Kremer D, Schichel T, Förster M, Tzekova N, Bernard C, van der Valk P, Van Horssen J, Hartung HP, Perron H, Küry P. HERV-W envelope protein inhibits oligodendroglial precursor cell differentiation. Ann Neurol. 2013;74(5):721-32.
Objective: Differentiation of oligodendroglial precursor cells is crucial for central nervous system remyelination and is influenced by both extrinsic and intrinsic factors. Recent studies showed that a human endogenous retrovirus type W (HERV-W) contributes significantly to brain damage. In particular, its envelope protein ENV can mediate injury to specific cell types of the brain and immune system. Here, we investigated whether ENV protein affects oligodendroglial differentiation. Methods: Immunostaining and gene expression analyses were performed to establish the expression and regulation of the known ENV receptor, Toll-like receptor 4 (TLR4), on oligodendroglial precursor cells in human brain tissue and in culture.
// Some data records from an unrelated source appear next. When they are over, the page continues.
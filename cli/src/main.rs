// Copyright (c) 2026 100monkeys.ai
// SPDX-License-Identifier: AGPL-3.0

//! # UDMT Intake CLI
//!
//! The `udmt` binary runs the intake portal API and doubles as a client for
//! a running server.
//!
//! ## Commands
//!
//! - `udmt serve` - Run the HTTP API
//! - `udmt config show|validate|generate` - Configuration management
//! - `udmt login` - Authenticate and save a session
//! - `udmt app list|show|create|submit|delete` - Applicant operations
//! - `udmt admin list` - Reviewer listing across all applicants
//! - `udmt wizard fill` - Fill in and optionally submit an application

use anyhow::{Context, Result};
use clap::{Parser, Subcommand};
use colored::Colorize;
use metrics_exporter_prometheus::PrometheusBuilder;
use std::path::PathBuf;
use tracing::info;

use udmt_core::application::WizardSettings;
use udmt_core::domain::config::IntakeConfigManifest;
use udmt_intake::commands::{self, AdminCommand, AppCommand, ConfigCommand, FillArgs};
use udmt_intake::server;
use udmt_intake::session::authenticated_client;

/// UDMT Intake - measurement-device application portal
#[derive(Parser)]
#[command(name = "udmt")]
#[command(version, about, long_about = None)]
#[command(propagate_version = true)]
struct Cli {
    /// Path to configuration file (overrides discovery)
    #[arg(short, long, global = true, env = "UDMT_CONFIG_PATH", value_name = "FILE")]
    config: Option<PathBuf>,

    /// Base URL of a running intake server
    #[arg(long, global = true, env = "UDMT_SERVER", default_value = "http://localhost:3001")]
    server: String,

    /// Bearer token (default: saved session from `udmt login`)
    #[arg(long, global = true, env = "UDMT_TOKEN", hide_env_values = true)]
    token: Option<String>,

    /// Log level (trace, debug, info, warn, error)
    #[arg(long, global = true, env = "UDMT_LOG_LEVEL")]
    log_level: Option<String>,

    #[command(subcommand)]
    command: Option<Commands>,
}

#[derive(Subcommand)]
enum Commands {
    /// Run the HTTP API server
    #[command(name = "serve")]
    Serve,

    /// Configuration management
    #[command(name = "config")]
    Config {
        #[command(subcommand)]
        command: ConfigCommand,
    },

    /// Log in and save the session token
    #[command(name = "login")]
    Login {
        #[arg(long)]
        email: String,

        #[arg(long, env = "UDMT_PASSWORD", hide_env_values = true)]
        password: String,
    },

    /// Your applications
    #[command(name = "app")]
    App {
        #[command(subcommand)]
        command: AppCommand,
    },

    /// Reviewer operations (admin role)
    #[command(name = "admin")]
    Admin {
        #[command(subcommand)]
        command: AdminCommand,
    },

    /// Drive the application wizard
    #[command(name = "wizard")]
    Wizard {
        #[command(subcommand)]
        command: WizardCommand,
    },
}

#[derive(Subcommand)]
enum WizardCommand {
    /// Fill in an application from a JSON answers file
    Fill(FillArgs),
}

#[tokio::main]
async fn main() -> Result<()> {
    dotenvy::dotenv().ok();
    let cli = Cli::parse();

    match cli.command {
        Some(Commands::Serve) => {
            let config = IntakeConfigManifest::load_or_default(cli.config).context("Failed to load configuration")?;
            let observability = &config.spec.observability;
            let level = cli.log_level.as_deref().unwrap_or(&observability.log_level);
            init_logging(level, &observability.log_format)?;

            if let Some(port) = observability.metrics_port {
                install_metrics_exporter(port)?;
            }

            info!(name = %config.metadata.name, "Starting UDMT intake server");
            server::run(config).await
        }
        Some(Commands::Config { command }) => {
            init_logging(cli.log_level.as_deref().unwrap_or("warn"), "compact")?;
            commands::config::handle_command(command, cli.config).await
        }
        Some(Commands::Login { email, password }) => {
            init_logging(cli.log_level.as_deref().unwrap_or("warn"), "compact")?;
            commands::auth::login(&cli.server, &email, &password).await
        }
        Some(Commands::App { command }) => {
            init_logging(cli.log_level.as_deref().unwrap_or("warn"), "compact")?;
            let client = authenticated_client(&cli.server, cli.token)?;
            commands::app::handle_command(command, client).await
        }
        Some(Commands::Admin { command }) => {
            init_logging(cli.log_level.as_deref().unwrap_or("warn"), "compact")?;
            let client = authenticated_client(&cli.server, cli.token)?;
            commands::admin::handle_command(command, client).await
        }
        Some(Commands::Wizard {
            command: WizardCommand::Fill(args),
        }) => {
            init_logging(cli.log_level.as_deref().unwrap_or("warn"), "compact")?;
            let config = IntakeConfigManifest::load_or_default(cli.config).context("Failed to load configuration")?;
            let settings = WizardSettings::from(&config.spec.wizard);
            let client = authenticated_client(&cli.server, cli.token)?;
            commands::wizard::fill(args, client, settings).await
        }
        None => {
            eprintln!("{}", "No command specified. Use --help for usage.".yellow());
            std::process::exit(1);
        }
    }
}

/// Initialize tracing subscriber for logging
fn init_logging(level: &str, format: &str) -> Result<()> {
    let filter = tracing_subscriber::EnvFilter::try_from_default_env()
        .or_else(|_| tracing_subscriber::EnvFilter::try_new(level))
        .context("Failed to create log filter")?;

    let builder = tracing_subscriber::fmt()
        .with_env_filter(filter)
        .with_thread_ids(false)
        .with_file(false)
        .with_line_number(false);

    match format {
        "json" => builder.json().with_target(true).init(),
        _ => builder.with_target(false).compact().init(),
    }

    Ok(())
}

fn install_metrics_exporter(port: u16) -> Result<()> {
    PrometheusBuilder::new()
        .with_http_listener(([0, 0, 0, 0], port))
        .install()
        .context("Failed to install Prometheus exporter")?;
    info!(port, "Prometheus metrics exporter listening");
    Ok(())
}
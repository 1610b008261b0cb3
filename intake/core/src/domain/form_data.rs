// Copyright (c) 2026 100monkeys.ai
// SPDX-License-Identifier: AGPL-3.0

//! # Form Data
//!
//! The wizard's answers are kept as an open JSON object rather than a fixed
//! schema. Applicants save partial drafts all the time, so every accessor
//! here tolerates absent, null and wrongly-typed fields and reports them as
//! "not filled in" instead of failing.

use serde::{Deserialize, Serialize};
use serde_json::{Map, Value};
use thiserror::Error;

/// Known top-level field names.
pub mod fields {
    pub const ELIGIBILITY_CHECKS: &str = "eligibilityChecks";
    pub const PRIMARY_CONTACT: &str = "primaryContact";
    pub const SECONDARY_CONTACT: &str = "secondaryContact";
    pub const PROJECT_TYPE: &str = "projectType";
    pub const PROJECT_NAME: &str = "projectName";
    pub const WATER_BODY_NAME: &str = "waterBodyName";
    pub const LATITUDE: &str = "latitude";
    pub const LONGITUDE: &str = "longitude";
    pub const TRANSBASIN_DIVERSION: &str = "transbasinDiversion";
    pub const WATER_RIGHT_NUMBER: &str = "waterRightNumber";
    pub const WATER_RIGHT_FLOW_RATE: &str = "waterRightFlowRate";
    pub const HAS_DESIGN_DOCS: &str = "hasDesignDocs";
    /// Spelling written by older wizard builds; read as an alias of [`HAS_DESIGN_DOCS`].
    pub const HAS_DESIGN_DOCUMENTS: &str = "hasDesignDocuments";
    pub const HAS_COST_ESTIMATE: &str = "hasCostEstimate";
    pub const CERTIFICATIONS: &str = "certifications";

    /// Fields inside `primaryContact` / `secondaryContact`.
    pub mod contact {
        pub const NAME: &str = "name";
        pub const PHONE: &str = "phone";
        pub const MAILING_ADDRESS: &str = "mailingAddress";
        pub const EMAIL: &str = "email";
    }
}

#[derive(Debug, Error)]
pub enum FormDataError {
    #[error("Form data must be a JSON object, got {0}")]
    NotAnObject(&'static str),
}

#[derive(Debug, Clone, Default, PartialEq, Serialize, Deserialize)]
#[serde(transparent)]
pub struct FormData(Map<String, Value>);

impl FormData {
    pub fn new() -> Self {
        Self(Map::new())
    }

    /// Accepts any JSON object. `null` is read as an empty form so that a
    /// create call without a body still yields a draft.
    pub fn from_value(value: Value) -> Result<Self, FormDataError> {
        match value {
            Value::Object(map) => Ok(Self(map)),
            Value::Null => Ok(Self::new()),
            other => Err(FormDataError::NotAnObject(json_kind(&other))),
        }
    }

    pub fn into_value(self) -> Value {
        Value::Object(self.0)
    }

    pub fn to_value(&self) -> Value {
        Value::Object(self.0.clone())
    }

    pub fn get(&self, key: &str) -> Option<&Value> {
        self.0.get(key)
    }

    pub fn insert(&mut self, key: impl Into<String>, value: Value) -> Option<Value> {
        self.0.insert(key.into(), value)
    }

    /// Builder-style insert, handy when assembling patches.
    pub fn with(mut self, key: impl Into<String>, value: Value) -> Self {
        self.0.insert(key.into(), value);
        self
    }

    pub fn is_empty(&self) -> bool {
        self.0.is_empty()
    }

    pub fn len(&self) -> usize {
        self.0.len()
    }

    pub fn keys(&self) -> impl Iterator<Item = &String> {
        self.0.keys()
    }

    /// Shallow merge: every top-level key of `partial` overwrites ours.
    /// Nested objects are replaced whole, never deep-merged.
    pub fn merge(&mut self, partial: FormData) {
        for (key, value) in partial.0 {
            self.0.insert(key, value);
        }
    }

    /// Present, not null and not the empty string.
    pub fn is_defined(&self, key: &str) -> bool {
        self.0.get(key).is_some_and(is_defined)
    }

    /// Defined and, for strings/arrays/objects, non-empty.
    pub fn has_value(&self, key: &str) -> bool {
        self.0.get(key).is_some_and(has_value)
    }

    pub fn text(&self, key: &str) -> Option<&str> {
        self.0.get(key).and_then(Value::as_str)
    }

    /// A nested object such as `primaryContact`.
    pub fn section(&self, key: &str) -> Option<&Map<String, Value>> {
        self.0.get(key).and_then(Value::as_object)
    }

    /// Reads a boolean attestation list. Non-boolean entries count as
    /// unchecked; a missing or non-array field yields `None`.
    pub fn checklist(&self, key: &str) -> Option<Vec<bool>> {
        self.0
            .get(key)
            .and_then(Value::as_array)
            .map(|items| items.iter().map(|v| v.as_bool().unwrap_or(false)).collect())
    }

    /// Project name for listings; empty drafts have none.
    pub fn project_name(&self) -> Option<&str> {
        self.text(fields::PROJECT_NAME).filter(|s| !s.is_empty())
    }

    pub fn applicant_name(&self) -> Option<&str> {
        self.section(fields::PRIMARY_CONTACT)
            .and_then(|contact| contact.get(fields::contact::NAME))
            .and_then(Value::as_str)
            .filter(|s| !s.is_empty())
    }
}

impl From<Map<String, Value>> for FormData {
    fn from(map: Map<String, Value>) -> Self {
        Self(map)
    }
}

pub fn is_defined(value: &Value) -> bool {
    match value {
        Value::Null => false,
        Value::String(s) => !s.is_empty(),
        _ => true,
    }
}

pub fn has_value(value: &Value) -> bool {
    match value {
        Value::Null => false,
        Value::String(s) => !s.is_empty(),
        Value::Array(items) => !items.is_empty(),
        Value::Object(map) => !map.is_empty(),
        Value::Bool(_) | Value::Number(_) => true,
    }
}

fn json_kind(value: &Value) -> &'static str {
    match value {
        Value::Null => "null",
        Value::Bool(_) => "a boolean",
        Value::Number(_) => "a number",
        Value::String(_) => "a string",
        Value::Array(_) => "an array",
        Value::Object(_) => "an object",
    }
}
// Copyright (c) 2026 100monkeys.ai
// SPDX-License-Identifier: AGPL-3.0
//! # REST API
//!
//! Axum router for the intake portal. Handlers are thin: they pull the
//! principal out of the `Authorization` header, call the lifecycle or auth
//! service and serialize the result. All rules live below this layer.

use crate::application::auth::{AuthGate, AuthService};
use crate::application::lifecycle::ApplicationLifecycleService;
use crate::domain::application::{ApplicationId, ApplicationPatch, ApplicationStatus};
use crate::domain::attachment::FileMetadata;
use crate::domain::config::ServerConfig;
use crate::domain::form_data::FormData;
use crate::domain::principal::{Principal, Role};
use crate::presentation::error::ApiError;
use anyhow::Context;
use axum::body::Bytes;
use axum::extract::rejection::{JsonRejection, PathRejection, QueryRejection};
use axum::extract::{DefaultBodyLimit, FromRequestParts, Path, Query, State};
use axum::http::header::AUTHORIZATION;
use axum::http::request::Parts;
use axum::http::{HeaderValue, StatusCode};
use axum::response::IntoResponse;
use axum::routing::{get, post};
use axum::{Json, Router};
use serde::Deserialize;
use serde_json::{json, Value};
use std::sync::Arc;
use std::time::Instant;
use tower_http::cors::{AllowOrigin, Any, CorsLayer};
use tower_http::trace::TraceLayer;

pub struct AppState {
    pub lifecycle: Arc<dyn ApplicationLifecycleService>,
    pub auth: Arc<AuthService>,
    pub gate: AuthGate,
    pub started_at: Instant,
}

impl AppState {
    pub fn new(lifecycle: Arc<dyn ApplicationLifecycleService>, auth: Arc<AuthService>, gate: AuthGate) -> Self {
        Self {
            lifecycle,
            auth,
            gate,
            started_at: Instant::now(),
        }
    }
}

/// Principal behind the request's bearer token.
pub struct AuthenticatedPrincipal(pub Principal);

impl FromRequestParts<Arc<AppState>> for AuthenticatedPrincipal {
    type Rejection = ApiError;

    async fn from_request_parts(parts: &mut Parts, state: &Arc<AppState>) -> Result<Self, Self::Rejection> {
        let header = parts.headers.get(AUTHORIZATION).and_then(|value| value.to_str().ok());
        let principal = state.gate.authenticate_header(header)?;
        Ok(Self(principal))
    }
}

pub fn app(state: Arc<AppState>, config: &ServerConfig) -> anyhow::Result<Router> {
    let applications = Router::new()
        .route("/", get(list_own_handler).post(create_handler))
        .route("/admin/all", get(list_all_handler))
        .route(
            "/{id}",
            get(get_handler).put(update_handler).delete(delete_handler),
        )
        .route("/{id}/submit", post(submit_handler))
        .route("/{id}/files", get(list_files_handler).post(attach_file_handler))
        .route("/{id}/audit", get(audit_handler));

    let auth = Router::new()
        .route("/login", post(login_handler))
        .route("/register", post(register_handler))
        .route("/profile", get(profile_handler));

    let router = Router::new()
        .route("/api/health", get(health_handler))
        .nest("/api/auth", auth)
        .nest("/api/applications", applications)
        .layer(DefaultBodyLimit::max(config.body_limit_bytes))
        .layer(cors_layer(&config.cors_origin)?)
        .layer(TraceLayer::new_for_http())
        .with_state(state);

    Ok(router)
}

fn cors_layer(origin: &str) -> anyhow::Result<CorsLayer> {
    let allow_origin = if origin == "*" {
        AllowOrigin::from(Any)
    } else {
        let value = HeaderValue::from_str(origin).with_context(|| format!("Invalid CORS origin: {}", origin))?;
        AllowOrigin::exact(value)
    };

    Ok(CorsLayer::new()
        .allow_origin(allow_origin)
        .allow_methods(Any)
        .allow_headers(Any))
}

fn application_id(path: Result<Path<i64>, PathRejection>) -> Result<ApplicationId, ApiError> {
    let Path(id) = path?;
    Ok(ApplicationId(id))
}

async fn health_handler(State(state): State<Arc<AppState>>) -> Json<Value> {
    Json(json!({
        "status": "ok",
        "uptime_seconds": state.started_at.elapsed().as_secs(),
    }))
}

#[derive(Debug, Deserialize)]
struct LoginRequest {
    #[serde(default)]
    email: String,
    #[serde(default)]
    password: String,
}

async fn login_handler(
    State(state): State<Arc<AppState>>,
    payload: Result<Json<LoginRequest>, JsonRejection>,
) -> Result<impl IntoResponse, ApiError> {
    let Json(request) = payload?;
    let response = state.auth.login(&request.email, &request.password).await?;
    Ok(Json(response))
}

#[derive(Debug, Deserialize)]
struct RegisterRequest {
    #[serde(default)]
    email: String,
    #[serde(default)]
    password: String,
    #[serde(default)]
    name: String,
}

async fn register_handler(
    State(state): State<Arc<AppState>>,
    payload: Result<Json<RegisterRequest>, JsonRejection>,
) -> Result<impl IntoResponse, ApiError> {
    let Json(request) = payload?;
    let response = state
        .auth
        .register(&request.email, &request.password, &request.name)
        .await?;
    Ok((StatusCode::CREATED, Json(response)))
}

async fn profile_handler(
    State(state): State<Arc<AppState>>,
    AuthenticatedPrincipal(principal): AuthenticatedPrincipal,
) -> Result<impl IntoResponse, ApiError> {
    Ok(Json(state.auth.profile(&principal).await?))
}

async fn list_own_handler(
    State(state): State<Arc<AppState>>,
    AuthenticatedPrincipal(principal): AuthenticatedPrincipal,
) -> Result<impl IntoResponse, ApiError> {
    Ok(Json(state.lifecycle.list_own(&principal).await?))
}

#[derive(Debug, Default, Deserialize)]
struct CreateRequest {
    #[serde(default)]
    form_data: Value,
}

/// The body is optional; an empty one creates a blank draft.
async fn create_handler(
    State(state): State<Arc<AppState>>,
    AuthenticatedPrincipal(principal): AuthenticatedPrincipal,
    body: Bytes,
) -> Result<impl IntoResponse, ApiError> {
    let request: CreateRequest = if body.is_empty() {
        CreateRequest::default()
    } else {
        serde_json::from_slice(&body).map_err(|e| ApiError::BadRequest(format!("Invalid request body: {}", e)))?
    };
    let initial = FormData::from_value(request.form_data).map_err(|e| ApiError::BadRequest(e.to_string()))?;

    let application = state.lifecycle.create(&principal, initial).await?;
    Ok((StatusCode::CREATED, Json(application)))
}

#[derive(Debug, Deserialize)]
struct ListAllQuery {
    status: Option<String>,
}

async fn list_all_handler(
    State(state): State<Arc<AppState>>,
    AuthenticatedPrincipal(principal): AuthenticatedPrincipal,
    query: Result<Query<ListAllQuery>, QueryRejection>,
) -> Result<impl IntoResponse, ApiError> {
    // Admin check comes before the query is looked at
    state.gate.require_role(&principal, Role::Admin)?;

    let Query(query) = query?;
    let status = query
        .status
        .filter(|s| !s.is_empty())
        .map(|s| s.parse::<ApplicationStatus>())
        .transpose()
        .map_err(|e| ApiError::BadRequest(e.to_string()))?;

    Ok(Json(state.lifecycle.list_all(&principal, status).await?))
}

async fn get_handler(
    State(state): State<Arc<AppState>>,
    AuthenticatedPrincipal(principal): AuthenticatedPrincipal,
    path: Result<Path<i64>, PathRejection>,
) -> Result<impl IntoResponse, ApiError> {
    let id = application_id(path)?;
    Ok(Json(state.lifecycle.get(&principal, id).await?))
}

async fn update_handler(
    State(state): State<Arc<AppState>>,
    AuthenticatedPrincipal(principal): AuthenticatedPrincipal,
    path: Result<Path<i64>, PathRejection>,
    payload: Result<Json<ApplicationPatch>, JsonRejection>,
) -> Result<impl IntoResponse, ApiError> {
    let id = application_id(path)?;
    let Json(patch) = payload?;
    Ok(Json(state.lifecycle.update(&principal, id, patch).await?))
}

async fn delete_handler(
    State(state): State<Arc<AppState>>,
    AuthenticatedPrincipal(principal): AuthenticatedPrincipal,
    path: Result<Path<i64>, PathRejection>,
) -> Result<impl IntoResponse, ApiError> {
    let id = application_id(path)?;
    state.lifecycle.delete(&principal, id).await?;
    Ok(Json(json!({ "message": "Application deleted successfully" })))
}

async fn submit_handler(
    State(state): State<Arc<AppState>>,
    AuthenticatedPrincipal(principal): AuthenticatedPrincipal,
    path: Result<Path<i64>, PathRejection>,
) -> Result<impl IntoResponse, ApiError> {
    let id = application_id(path)?;
    Ok(Json(state.lifecycle.submit(&principal, id).await?))
}

async fn list_files_handler(
    State(state): State<Arc<AppState>>,
    AuthenticatedPrincipal(principal): AuthenticatedPrincipal,
    path: Result<Path<i64>, PathRejection>,
) -> Result<impl IntoResponse, ApiError> {
    let id = application_id(path)?;
    Ok(Json(state.lifecycle.list_files(&principal, id).await?))
}

async fn attach_file_handler(
    State(state): State<Arc<AppState>>,
    AuthenticatedPrincipal(principal): AuthenticatedPrincipal,
    path: Result<Path<i64>, PathRejection>,
    payload: Result<Json<FileMetadata>, JsonRejection>,
) -> Result<impl IntoResponse, ApiError> {
    let id = application_id(path)?;
    let Json(metadata) = payload?;
    let file = state.lifecycle.attach_file(&principal, id, metadata).await?;
    Ok((StatusCode::CREATED, Json(file)))
}

async fn audit_handler(
    State(state): State<Arc<AppState>>,
    AuthenticatedPrincipal(principal): AuthenticatedPrincipal,
    path: Result<Path<i64>, PathRejection>,
) -> Result<impl IntoResponse, ApiError> {
    let id = application_id(path)?;
    Ok(Json(state.lifecycle.audit_trail(&principal, id).await?))
}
Cultured primary oligodendroglial precursor cells were stimulated with ENV protein to determine the effects of this ligand/receptor interaction. Results: We demonstrated that the ENV protein is present in close proximity to TLR4-expressing oligodendroglial precursor cells adjacent to multiple sclerosis lesions. Human and rat oligodendroglial precursor cells expressed TLR4, and the ENV-mediated activation of TLR4 led to the induction of proinflammatory cytokines and inducible nitric oxide synthase as well as the formation of nitrotyrosine groups and a subsequent reduction in myelin protein expression. Interpretation: Our findings suggest that ENV-mediated induction of nitrosative stress via activation of TLR4 results in an overall reduction of the oligodendroglial differentiation capacity, thereby contributing to remyelination failure. Therefore, pharmacological or antibody-mediated inhibition of ENV may prevent the blockade of myelin repair in the diseased or injured central nervous system. ANN NEUROL 2013. © 2013 American Neurological Association.